Le maire actuel (Olivier Bianchi, ndlr) a commencé à formuler cette idée quand il a été élu adjoint à la culture (en 2008, ndlr), donc c’est très antérieur à la candidature réelle. Il y a une capitale européenne de la culture en France tous les treize ou quatorze ans. A Clermont, il y a eu dès 2014 des assises de la culture, avec le désir de tourner la culture autour des citoyens – Europavox en est une bonne illustration. C’est parti de là. La volonté structurée de cette candidature date d’il y a quatre ans. L’association qui la porte a un peu plus de deux ans. Il faut d’abord qu’il y ait un appel à candidatures et il faut pouvoir répondre aux critères de sélection qui ont beaucoup évolué depuis 1985. Le nouveau type de sélection date de 2018.
La candidature concerne la ville de Clermont-Ferrand, mais aussi le Massif central. Comment est venu ce concept ?

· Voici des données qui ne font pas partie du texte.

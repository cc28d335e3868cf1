//! Hook-friendly readiness checks - `mergegate check` and `mergegate gate`.
//!
//! Both are silent on success so they can sit in front of other commands.

use super::{CliOverrides, EXIT_BLOCKED, EXIT_PROCEED, load_settings};
use anyhow::Result;
use mergegate::gate::VerificationGate;
use mergegate::runtime::RuntimeRegistry;
use mergegate::tracker::BeadsTracker;
use std::path::Path;
use std::sync::Arc;

fn print_install_help() {
    eprintln!("Install one of the following:");
    eprintln!("  - codex (OpenAI Codex CLI, preferred for independent verification)");
    eprintln!("  - opencode (open-source alternative)");
    eprintln!("  - claude (Anthropic Claude CLI, same-model fallback)");
}

/// Succeed when at least one reviewer exists, or with `strict`, when an
/// independent one does.
pub fn cmd_check(project_dir: &Path, strict: bool) -> Result<u8> {
    let settings = load_settings(project_dir, CliOverrides::default())?;
    let registry = RuntimeRegistry::discover_with(&settings.runtimes);

    if !registry.any_available() {
        eprintln!("ERROR: Verification is required but no runtime is available");
        eprintln!();
        print_install_help();
        eprintln!();
        eprintln!("Merges cannot proceed without a verification runtime.");
        return Ok(EXIT_BLOCKED);
    }

    if strict && !registry.is_independent_verification() {
        eprintln!("ERROR: Independent verification required but only claude is available");
        eprintln!();
        eprintln!("Strict mode requires a different model for verification. Install one of:");
        eprintln!("  - codex");
        eprintln!("  - opencode");
        eprintln!();
        eprintln!("Or drop --strict if same-model verification is acceptable.");
        return Ok(EXIT_BLOCKED);
    }

    Ok(EXIT_PROCEED)
}

/// Succeed when a verification gate can be built from the project's
/// configuration and the discovered runtimes.
pub fn cmd_gate(project_dir: &Path, strict: bool) -> Result<u8> {
    let settings = load_settings(
        project_dir,
        CliOverrides {
            strict,
            ..Default::default()
        },
    )?;
    let registry = RuntimeRegistry::discover_with(&settings.runtimes);

    let problem = match VerificationGate::new(
        &registry,
        Arc::new(BeadsTracker::new(project_dir)),
        settings.verification.clone(),
    ) {
        Err(err) => Some(err.to_string()),
        Ok(gate)
            if gate.config().require_independent && !registry.is_independent_verification() =>
        {
            Some(format!(
                "independent verification required but the auditor runtime is {}",
                gate.runtime_name()
            ))
        }
        Ok(_) => None,
    };

    let Some(problem) = problem else {
        return Ok(EXIT_PROCEED);
    };

    eprintln!("VERIFICATION GATE FAILED");
    eprintln!("========================");
    eprintln!();
    eprintln!("Error: {}", problem);
    eprintln!();
    eprintln!("Merge operations are BLOCKED until verification is available.");
    eprintln!();
    eprintln!("To fix:");
    eprintln!("  1. Install a verification runtime (codex, opencode, or claude)");
    eprintln!("  2. Ensure the runtime is on your PATH, or set CODEX_CMD / OPENCODE_CMD / CLAUDE_CMD");
    eprintln!("  3. Run 'mergegate config' to check the configuration");
    Ok(EXIT_BLOCKED)
}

Au départ, il n’y avait que Clermont-Ferrand. On a élargi au Massif central pour rassembler nos problématiques en commun. Une capitale européenne de la culture, c’est une proposition que fait un territoire à l’Europe. On a fait le constat que nous nous trouvons dans une diagonale dont on parle peu et où il y a pourtant des projets à faire. Clermont est une ville importante au milieu d’une zone rurale et c’est intéressant d’inventer des solutions ensemble sur des questions comme les moyens de communications ou les mobilités. Derrière tout cela, il y a le projet de “l’Europe des massifs” : on se rend compte que la région du Massif central a beaucoup de jumeaux dans toute l’Europe, des territoires situés en moyenne montagne avec qui on peut s’unir pour surmonter les enjeux et les problématiques qui nous sont propres.
Comment décririez-vous ce territoire à quelqu’un qui n’y est jamais venu ?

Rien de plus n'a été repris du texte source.